Scan the records and identify every line in which the string "next" occurs, then return those lines.

### Input for this task
--------
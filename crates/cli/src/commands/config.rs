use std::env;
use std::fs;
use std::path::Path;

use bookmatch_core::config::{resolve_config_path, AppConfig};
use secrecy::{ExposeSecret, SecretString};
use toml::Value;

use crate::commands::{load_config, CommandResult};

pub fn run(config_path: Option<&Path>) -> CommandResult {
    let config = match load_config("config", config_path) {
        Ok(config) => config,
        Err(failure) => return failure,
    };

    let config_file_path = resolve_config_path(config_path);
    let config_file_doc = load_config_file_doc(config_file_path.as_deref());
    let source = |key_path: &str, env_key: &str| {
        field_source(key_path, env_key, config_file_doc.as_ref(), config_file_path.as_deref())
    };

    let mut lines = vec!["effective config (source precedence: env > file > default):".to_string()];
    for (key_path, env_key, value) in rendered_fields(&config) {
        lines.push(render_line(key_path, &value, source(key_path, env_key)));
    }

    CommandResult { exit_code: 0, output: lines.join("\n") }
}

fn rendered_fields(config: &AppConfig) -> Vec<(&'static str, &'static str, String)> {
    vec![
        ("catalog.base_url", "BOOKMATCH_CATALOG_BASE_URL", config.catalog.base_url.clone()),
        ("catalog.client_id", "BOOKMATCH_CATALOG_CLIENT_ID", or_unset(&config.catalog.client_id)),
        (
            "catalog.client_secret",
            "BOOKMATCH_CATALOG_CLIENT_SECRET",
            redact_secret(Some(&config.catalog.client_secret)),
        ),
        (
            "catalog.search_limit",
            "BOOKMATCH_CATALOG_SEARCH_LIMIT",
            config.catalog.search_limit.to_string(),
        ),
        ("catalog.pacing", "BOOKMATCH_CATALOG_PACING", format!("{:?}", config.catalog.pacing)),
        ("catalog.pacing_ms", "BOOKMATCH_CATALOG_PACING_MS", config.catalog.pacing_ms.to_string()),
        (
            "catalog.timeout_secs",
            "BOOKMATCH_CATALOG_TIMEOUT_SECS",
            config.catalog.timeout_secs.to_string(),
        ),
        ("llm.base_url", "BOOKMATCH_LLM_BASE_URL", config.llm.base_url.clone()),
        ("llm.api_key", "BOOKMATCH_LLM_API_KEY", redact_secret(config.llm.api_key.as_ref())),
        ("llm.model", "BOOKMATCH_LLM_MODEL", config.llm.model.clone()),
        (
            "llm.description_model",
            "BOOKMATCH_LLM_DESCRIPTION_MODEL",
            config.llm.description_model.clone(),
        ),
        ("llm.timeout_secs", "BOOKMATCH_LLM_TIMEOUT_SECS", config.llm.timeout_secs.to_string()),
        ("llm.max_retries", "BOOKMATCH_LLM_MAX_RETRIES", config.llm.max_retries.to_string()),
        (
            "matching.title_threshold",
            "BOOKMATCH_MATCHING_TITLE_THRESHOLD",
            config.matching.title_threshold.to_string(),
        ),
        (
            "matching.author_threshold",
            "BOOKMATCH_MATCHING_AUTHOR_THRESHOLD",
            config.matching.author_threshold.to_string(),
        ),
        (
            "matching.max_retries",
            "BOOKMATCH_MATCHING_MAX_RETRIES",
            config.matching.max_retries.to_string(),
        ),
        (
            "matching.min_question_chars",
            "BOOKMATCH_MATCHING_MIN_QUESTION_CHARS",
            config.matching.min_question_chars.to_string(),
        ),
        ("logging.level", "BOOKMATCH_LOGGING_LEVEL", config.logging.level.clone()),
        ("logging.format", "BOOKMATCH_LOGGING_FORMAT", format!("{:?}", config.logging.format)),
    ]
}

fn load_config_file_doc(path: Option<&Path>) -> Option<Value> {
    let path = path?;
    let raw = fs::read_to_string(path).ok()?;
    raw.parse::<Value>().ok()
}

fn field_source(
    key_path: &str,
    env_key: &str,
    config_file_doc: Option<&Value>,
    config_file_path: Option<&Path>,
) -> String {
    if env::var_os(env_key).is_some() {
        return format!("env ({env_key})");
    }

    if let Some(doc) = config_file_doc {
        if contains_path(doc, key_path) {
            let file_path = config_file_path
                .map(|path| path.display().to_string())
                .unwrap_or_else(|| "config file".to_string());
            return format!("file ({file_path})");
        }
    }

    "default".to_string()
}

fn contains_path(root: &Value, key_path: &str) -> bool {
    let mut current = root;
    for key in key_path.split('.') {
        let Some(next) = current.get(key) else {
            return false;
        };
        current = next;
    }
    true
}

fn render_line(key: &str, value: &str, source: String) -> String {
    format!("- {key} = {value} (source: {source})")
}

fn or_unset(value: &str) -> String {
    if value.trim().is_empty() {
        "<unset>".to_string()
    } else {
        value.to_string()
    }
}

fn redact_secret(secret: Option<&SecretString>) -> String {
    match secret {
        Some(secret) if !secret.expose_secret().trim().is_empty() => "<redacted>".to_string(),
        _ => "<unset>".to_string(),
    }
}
--------
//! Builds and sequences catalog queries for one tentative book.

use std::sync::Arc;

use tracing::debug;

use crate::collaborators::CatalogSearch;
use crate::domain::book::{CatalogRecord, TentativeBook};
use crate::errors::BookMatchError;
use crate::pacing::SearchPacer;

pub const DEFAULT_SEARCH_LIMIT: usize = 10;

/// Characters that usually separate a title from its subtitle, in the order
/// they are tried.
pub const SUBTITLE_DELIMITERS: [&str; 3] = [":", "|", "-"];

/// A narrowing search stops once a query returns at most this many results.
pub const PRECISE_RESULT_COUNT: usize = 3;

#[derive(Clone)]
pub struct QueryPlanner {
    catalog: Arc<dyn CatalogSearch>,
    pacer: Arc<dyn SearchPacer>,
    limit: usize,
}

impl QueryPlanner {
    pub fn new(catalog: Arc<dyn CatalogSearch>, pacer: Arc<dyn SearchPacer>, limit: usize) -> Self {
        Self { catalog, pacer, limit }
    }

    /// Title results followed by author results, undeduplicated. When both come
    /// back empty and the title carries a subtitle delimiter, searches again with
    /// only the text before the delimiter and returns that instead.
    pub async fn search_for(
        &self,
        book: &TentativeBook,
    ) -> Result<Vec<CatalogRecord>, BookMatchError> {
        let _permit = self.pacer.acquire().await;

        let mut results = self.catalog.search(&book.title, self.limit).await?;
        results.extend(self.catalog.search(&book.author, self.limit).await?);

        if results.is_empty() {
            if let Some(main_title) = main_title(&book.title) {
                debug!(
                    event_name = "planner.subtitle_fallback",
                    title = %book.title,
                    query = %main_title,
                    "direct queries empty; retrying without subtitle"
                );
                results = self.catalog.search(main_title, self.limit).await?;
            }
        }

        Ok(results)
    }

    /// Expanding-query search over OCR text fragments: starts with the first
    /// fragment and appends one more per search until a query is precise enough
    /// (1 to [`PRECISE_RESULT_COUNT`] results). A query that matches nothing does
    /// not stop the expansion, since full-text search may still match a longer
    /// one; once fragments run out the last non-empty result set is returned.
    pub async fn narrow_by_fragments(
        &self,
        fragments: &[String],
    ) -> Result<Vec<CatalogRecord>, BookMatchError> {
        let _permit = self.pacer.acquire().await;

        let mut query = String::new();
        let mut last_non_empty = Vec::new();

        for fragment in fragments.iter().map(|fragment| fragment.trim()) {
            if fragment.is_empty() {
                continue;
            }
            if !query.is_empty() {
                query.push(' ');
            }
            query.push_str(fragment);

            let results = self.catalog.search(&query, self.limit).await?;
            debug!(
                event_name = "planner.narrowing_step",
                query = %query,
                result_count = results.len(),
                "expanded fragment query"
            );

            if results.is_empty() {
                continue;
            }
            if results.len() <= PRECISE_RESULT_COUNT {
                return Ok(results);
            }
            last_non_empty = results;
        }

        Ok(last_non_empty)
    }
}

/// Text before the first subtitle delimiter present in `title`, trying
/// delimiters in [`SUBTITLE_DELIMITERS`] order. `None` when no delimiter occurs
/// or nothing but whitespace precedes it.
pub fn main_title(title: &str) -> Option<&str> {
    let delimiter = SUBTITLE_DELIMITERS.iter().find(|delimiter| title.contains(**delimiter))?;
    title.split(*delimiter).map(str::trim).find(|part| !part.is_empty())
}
--------
### Response to the task
        let Some(next) = current.get(key) else {
        current = next;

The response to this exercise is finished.